The combination will create the fifth-largest U.S. airline at a time when high energy prices, a tight labor market and swelling demand for travel following the COVID-19 pandemic have sent airfares soaring. U.S. President Joe Biden has also lamented the lack of competition in the airline sector.
This has spurred regulators to look for anticompetitive behaviors.
The U.S. Justice Department filed a lawsuit last year asking a judge to break up JetBlue’s “Northeast Alliance” partnership with American Airlines (NASDAQ:AAL), arguing it would lead to higher fares for consumers. A trial is scheduled for September.
Six antitrust experts interviewed by Reuters said there was a good chance the Justice Department would sue to stop the planned transaction.

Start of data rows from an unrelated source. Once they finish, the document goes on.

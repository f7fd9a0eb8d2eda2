//! Host-side implementations of the tinyhal mixer capability
//!
//! The configuration manager core is backend-agnostic; this crate supplies
//! concrete [`tinyhal_core::domain::mixer::MixerBackend`] implementations.
//! The in-memory mixer records every control write into a journal, which is
//! what the test suites assert on and what the CLI uses to validate
//! configurations without touching hardware.

pub mod mixer;

pub use mixer::{Journal, MemMixer, MemOpener, MixerSpec, MixerWrite};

“It’s a tough climate for deals. … it’s a strong possibility” that the government will sue to stop the merger, said Seth Bloom, a veteran of the Justice Department who now runs his own advisory firm Bloom Strategic Counsel.
He said it was also possible a court would uphold the deal.

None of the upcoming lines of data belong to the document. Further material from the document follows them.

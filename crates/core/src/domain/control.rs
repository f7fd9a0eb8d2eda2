//! Control records and the two-phase binder
//!
//! A `<ctl>` element in the configuration is a promise to write one mixer
//! control. The value string in the document cannot be interpreted until the
//! control's mixer-side type is known, so every record starts out
//! `Unresolved` holding the raw text. Binding converts it exactly once:
//! either to `Bound` (typed value, live handle) or, if conversion fails
//! during a lazy rebind, to the terminal `Rejected` state.

use thiserror::Error;
use tracing::{debug, trace, warn};

use super::mixer::{self, CtlId, CtlType, MixerBackend, MixerError};

/// Upper bound on a configured byte-array value.
pub const MAX_BYTE_LEN: usize = 512;

/// A typed control value, shaped by the mixer-side control type.
#[derive(Debug, Clone, PartialEq)]
pub enum CtlValue {
    /// Bool and int controls (bools are written as 0/1).
    Int(u32),
    /// Enum controls select an item by name.
    Enum(String),
    /// Byte controls carry an explicit-length byte sequence.
    Bytes(Vec<u8>),
}

#[derive(Debug, Clone)]
pub enum CtlState {
    /// Not yet matched against the mixer; the raw value string is retained.
    Unresolved { raw: String },
    /// Matched and converted. Never converted again.
    Bound {
        id: CtlId,
        ctl_type: CtlType,
        value: CtlValue,
    },
    /// Conversion failed after the control appeared; permanently skipped.
    Rejected,
}

#[derive(Debug, Error)]
pub enum BindError {
    #[error("value '{raw}' is not an unsigned integer")]
    BadInt { raw: String },

    #[error("'{raw}' is not a byte list (comma-separated 0..255 decimals or 0xNN)")]
    BadBytes { raw: String },

    #[error("byte value of {len} bytes at index {index} overflows the control ({count} values)")]
    ByteOverflow { len: usize, index: usize, count: usize },

    #[error("index {index} out of range ({count} values)")]
    IndexOutOfRange { index: usize, count: usize },

    #[error(transparent)]
    Mixer(#[from] MixerError),
}

/// One pending mixer write, as declared by a `<ctl>` element.
#[derive(Debug, Clone)]
pub struct Ctl {
    pub name: String,
    /// Position within a multi-valued control; `None` writes every value.
    pub index: Option<u32>,
    /// Source line of the declaring element, kept for diagnostics.
    pub line: usize,
    state: CtlState,
}

impl Ctl {
    pub fn new(name: String, raw_value: String, index: Option<u32>, line: usize) -> Self {
        Self {
            name,
            index,
            line,
            state: CtlState::Unresolved { raw: raw_value },
        }
    }

    pub fn state(&self) -> &CtlState {
        &self.state
    }

    pub fn is_bound(&self) -> bool {
        matches!(self.state, CtlState::Bound { .. })
    }

    /// Try to resolve this control against the mixer.
    ///
    /// Idempotent. Returns `Ok(true)` once bound, `Ok(false)` when the
    /// control is absent from the mixer (or already rejected), `Err` when the
    /// control exists but its value string does not convert. The caller
    /// decides whether that error is fatal (load) or terminal for the record
    /// (apply).
    pub fn bind(&mut self, mixer: &mut dyn MixerBackend) -> Result<bool, BindError> {
        let raw = match &self.state {
            CtlState::Bound { .. } => return Ok(true),
            CtlState::Rejected => return Ok(false),
            CtlState::Unresolved { raw } => raw.clone(),
        };

        let Some(id) = mixer.find_ctl(&self.name) else {
            return Ok(false);
        };

        let ctl_type = mixer.ctl_type(id)?;
        let num_values = mixer.num_values(id)?;
        let value = convert_value(&raw, ctl_type, num_values, self.index)?;

        trace!(
            "Bound control '{}' as {} ({} values)",
            self.name,
            ctl_type.as_str(),
            num_values
        );
        self.state = CtlState::Bound { id, ctl_type, value };
        Ok(true)
    }

    /// Apply-path binding: rescan for late controls, retry the lookup, and
    /// turn a conversion failure into the permanent `Rejected` state.
    pub fn rebind(&mut self, mixer: &mut dyn MixerBackend) -> bool {
        match self.state {
            CtlState::Bound { .. } => return true,
            CtlState::Rejected => return false,
            CtlState::Unresolved { .. } => {}
        }

        mixer.rescan();
        match self.bind(mixer) {
            Ok(true) => true,
            Ok(false) => {
                debug!("Control '{}' not present, write skipped", self.name);
                false
            }
            Err(e) => {
                warn!("Control '{}' rejected: {}", self.name, e);
                self.state = CtlState::Rejected;
                false
            }
        }
    }

    /// Perform the mixer write this record describes.
    ///
    /// Unresolved controls get one lazy rebind attempt; controls that still
    /// cannot be bound are skipped. Mixer write failures are logged and do
    /// not abort the surrounding path.
    pub fn apply(&mut self, mixer: &mut dyn MixerBackend) {
        if !self.rebind(mixer) {
            return;
        }
        let CtlState::Bound { id, value, .. } = &self.state else {
            return;
        };

        let result = match value {
            CtlValue::Int(v) => mixer.set_int(*id, self.index.map(|i| i as usize), i64::from(*v)),
            CtlValue::Enum(item) => mixer.set_enum(*id, item),
            CtlValue::Bytes(data) => write_bytes(mixer, *id, self.index, data),
        };
        if let Err(e) = result {
            warn!("Write to control '{}' failed: {}", self.name, e);
        }
    }
}

/// Byte writes are read-modify-write unless they cover the whole control.
fn write_bytes(
    mixer: &mut dyn MixerBackend,
    id: CtlId,
    index: Option<u32>,
    data: &[u8],
) -> mixer::Result<()> {
    let num_values = mixer.num_values(id)?;
    let start = index.unwrap_or(0) as usize;
    if start == 0 && data.len() == num_values {
        return mixer.set_bytes(id, data);
    }

    let mut current = mixer.get_bytes(id)?;
    if start + data.len() > current.len() {
        return Err(MixerError::IndexOutOfRange {
            id,
            index: start + data.len(),
            count: current.len(),
        });
    }
    current[start..start + data.len()].copy_from_slice(data);
    mixer.set_bytes(id, &current)
}

/// Shape a raw value string to the mixer-side control type.
fn convert_value(
    raw: &str,
    ctl_type: CtlType,
    num_values: usize,
    index: Option<u32>,
) -> Result<CtlValue, BindError> {
    if let Some(i) = index {
        if i as usize >= num_values {
            return Err(BindError::IndexOutOfRange {
                index: i as usize,
                count: num_values,
            });
        }
    }

    match ctl_type {
        CtlType::Bool | CtlType::Int => Ok(CtlValue::Int(parse_uint(raw)?)),
        CtlType::Enum => Ok(CtlValue::Enum(raw.trim().to_string())),
        CtlType::Byte => {
            let bytes = parse_byte_list(raw)?;
            let start = index.unwrap_or(0) as usize;
            if bytes.len() > MAX_BYTE_LEN || start + bytes.len() > num_values {
                return Err(BindError::ByteOverflow {
                    len: bytes.len(),
                    index: start,
                    count: num_values,
                });
            }
            Ok(CtlValue::Bytes(bytes))
        }
    }
}

/// Parse an unsigned integer, accepting decimal or `0x` hex.
pub fn parse_uint(raw: &str) -> Result<u32, BindError> {
    let trimmed = raw.trim();
    let parsed = match trimmed.strip_prefix("0x").or_else(|| trimmed.strip_prefix("0X")) {
        Some(hex) => u32::from_str_radix(hex, 16),
        None => trimmed.parse::<u32>(),
    };
    parsed.map_err(|_| BindError::BadInt {
        raw: raw.to_string(),
    })
}

fn parse_byte_list(raw: &str) -> Result<Vec<u8>, BindError> {
    raw.split(',')
        .map(|token| {
            let token = token.trim();
            let value = match token.strip_prefix("0x").or_else(|| token.strip_prefix("0X")) {
                Some(hex) => u16::from_str_radix(hex, 16).ok(),
                None => token.parse::<u16>().ok(),
            };
            match value {
                Some(v) if v <= 255 => Ok(v as u8),
                _ => Err(BindError::BadBytes {
                    raw: raw.to_string(),
                }),
            }
        })
        .collect()
}

/// Resolved binding of a stream volume control.
#[derive(Debug, Clone, Copy)]
struct VolBinding {
    id: CtlId,
    min: i64,
    max: i64,
}

/// A stream's hardware volume control descriptor
/// (`<ctl function="leftvol|rightvol" …/>`).
#[derive(Debug, Clone)]
pub struct VolCtl {
    pub name: String,
    pub index: u32,
    /// Source line of the declaring element, kept for diagnostics.
    pub line: usize,
    cfg_min: Option<i64>,
    cfg_max: Option<i64>,
    bound: Option<VolBinding>,
}

impl VolCtl {
    pub fn new(name: String, index: u32, min: Option<i64>, max: Option<i64>, line: usize) -> Self {
        Self {
            name,
            index,
            line,
            cfg_min: min,
            cfg_max: max,
            bound: None,
        }
    }

    /// Resolve the control and fix its effective range. Configured min/max
    /// win over the mixer-reported range.
    pub fn bind(&mut self, mixer: &mut dyn MixerBackend) -> Result<bool, MixerError> {
        if self.bound.is_some() {
            return Ok(true);
        }
        let Some(id) = mixer.find_ctl(&self.name) else {
            return Ok(false);
        };
        let min = match self.cfg_min {
            Some(m) => m,
            None => mixer.range_min(id)?,
        };
        let max = match self.cfg_max {
            Some(m) => m,
            None => mixer.range_max(id)?,
        };
        debug!("Volume control '{}' bound, range {}..{}", self.name, min, max);
        self.bound = Some(VolBinding { id, min, max });
        Ok(true)
    }

    /// Map a 0..100 percentage into the control range and write it.
    pub fn apply_percent(&mut self, percent: u32, mixer: &mut dyn MixerBackend) {
        if self.bound.is_none() {
            mixer.rescan();
            match self.bind(mixer) {
                Ok(true) => {}
                Ok(false) => {
                    warn!("Volume control '{}' not present, write skipped", self.name);
                    return;
                }
                Err(e) => {
                    warn!("Volume control '{}' unusable: {}", self.name, e);
                    return;
                }
            }
        }
        let Some(binding) = self.bound else { return };
        let value = percent_to_value(percent, binding.min, binding.max);
        if let Err(e) = mixer.set_int(binding.id, Some(self.index as usize), value) {
            warn!("Volume write to '{}' failed: {}", self.name, e);
        }
    }
}

/// `min + pc·(max-min)/100`, clamped to 0 and `max` at the endpoints.
pub fn percent_to_value(percent: u32, min: i64, max: i64) -> i64 {
    match percent {
        0 => 0,
        p if p >= 100 => max,
        p => min + i64::from(p) * (max - min) / 100,
    }
}

#[cfg(test)]
mod tests {
    use super::*;

    #[test]
    fn test_parse_uint_decimal_and_hex() {
        assert_eq!(parse_uint("42").unwrap(), 42);
        assert_eq!(parse_uint(" 7 ").unwrap(), 7);
        assert_eq!(parse_uint("0x10").unwrap(), 16);
        assert_eq!(parse_uint("0XFF").unwrap(), 255);
    }

    #[test]
    fn test_parse_uint_rejects_garbage() {
        assert!(parse_uint("").is_err());
        assert!(parse_uint("-1").is_err());
        assert!(parse_uint("ten").is_err());
        assert!(parse_uint("0xZZ").is_err());
    }

    #[test]
    fn test_parse_byte_list_mixed_radix() {
        let bytes = parse_byte_list("0x10, 32,0x30, 64").unwrap();
        assert_eq!(bytes, vec![16, 32, 48, 64]);
    }

    #[test]
    fn test_parse_byte_list_range() {
        assert!(parse_byte_list("0,255").is_ok());
        assert!(parse_byte_list("256").is_err());
        assert!(parse_byte_list("1,,2").is_err());
        assert!(parse_byte_list("0x1FF").is_err());
    }

    #[test]
    fn test_convert_value_int() {
        let v = convert_value("3", CtlType::Int, 2, None).unwrap();
        assert_eq!(v, CtlValue::Int(3));
        let v = convert_value("1", CtlType::Bool, 1, Some(0)).unwrap();
        assert_eq!(v, CtlValue::Int(1));
    }

    #[test]
    fn test_convert_value_enum_keeps_string() {
        let v = convert_value(" DAC_L ", CtlType::Enum, 1, None).unwrap();
        assert_eq!(v, CtlValue::Enum("DAC_L".to_string()));
    }

    #[test]
    fn test_convert_value_index_bounds() {
        assert!(convert_value("1", CtlType::Int, 2, Some(1)).is_ok());
        assert!(matches!(
            convert_value("1", CtlType::Int, 2, Some(2)),
            Err(BindError::IndexOutOfRange { .. })
        ));
    }

    #[test]
    fn test_convert_value_byte_overflow() {
        // 4 bytes at index 4 need at least 8 values
        assert!(convert_value("1,2,3,4", CtlType::Byte, 8, Some(4)).is_ok());
        assert!(matches!(
            convert_value("1,2,3,4", CtlType::Byte, 7, Some(4)),
            Err(BindError::ByteOverflow { .. })
        ));
    }

    #[test]
    fn test_percent_to_value_interpolates() {
        assert_eq!(percent_to_value(50, 0, 100), 50);
        assert_eq!(percent_to_value(50, 10, 20), 15);
        assert_eq!(percent_to_value(25, 0, 255), 63);
    }

    #[test]
    fn test_percent_to_value_endpoints() {
        assert_eq!(percent_to_value(0, 10, 20), 0);
        assert_eq!(percent_to_value(100, 10, 20), 20);
        assert_eq!(percent_to_value(180, 10, 20), 20);
    }

    proptest::proptest! {
        #[test]
        fn prop_interpolated_volume_stays_in_range(
            percent in 1u32..100,
            min in -1000i64..1000,
            width in 0i64..10_000,
        ) {
            let max = min + width;
            let value = percent_to_value(percent, min, max);
            proptest::prop_assert!(value >= min && value <= max);
        }

        #[test]
        fn prop_parse_uint_accepts_all_decimals(value in 0u32..u32::MAX) {
            proptest::prop_assert_eq!(parse_uint(&value.to_string()).unwrap(), value);
            proptest::prop_assert_eq!(parse_uint(&format!("{value:#x}")).unwrap(), value);
        }
    }
}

Spirit had cited the Justice Department lawsuit seeking to break up its Northeast Alliance as a reason to fear regulators would could block its sale to JetBlue when it was trying to persuade Spirit shareholders to back the deal with Frontier instead.
Nevertheless, many Spirit shareholders wanted the company to pursue the deal with JetBlue despite the regulatory risks, because they found the financial terms of JetBlue’s offer more attractive.
Spirit had also previously said that a deal with JetBlue would eliminate seats and raise fares in some markets – two factors that “make it a very difficult transaction to get done.”
JetBlue has acknowledged that the regulatory process could be drawn out, stating on Friday it did not expect the deal to be completed before December 2023. But its CEO Robin Hayes told Reuters on Thursday he believed the deal will withstand regulatory scrutiny, arguing it will prod legacy carriers to reduce air fares.
CONCERN ABOUT RISING FARES
The four largest carriers control more than 80% of the market, and JetBlue says that it will be able to better undercut their fares if it has more scale. Critics argue that Spirit will cease to be a low-cost airline under JetBlue and that the Spirit passengers are bound to experience a rise in fares as a result, even if their prices remain below those of the top four carriers.
“JetBlue’s efforts to acquire Spirit … are likely to exacerbate the appalling service, regional inequality, and diminishing trust in flying that now characterize the industry,” said William McGee, an aviation expert at the American Economic Liberties Project.
If the deal is blocked by regulators, JetBlue will owe Spirit a so-called breakup fee of $470 million. JetBlue has offered to divest some routes to increase the chances that regulators greenlight the combination with Spirit.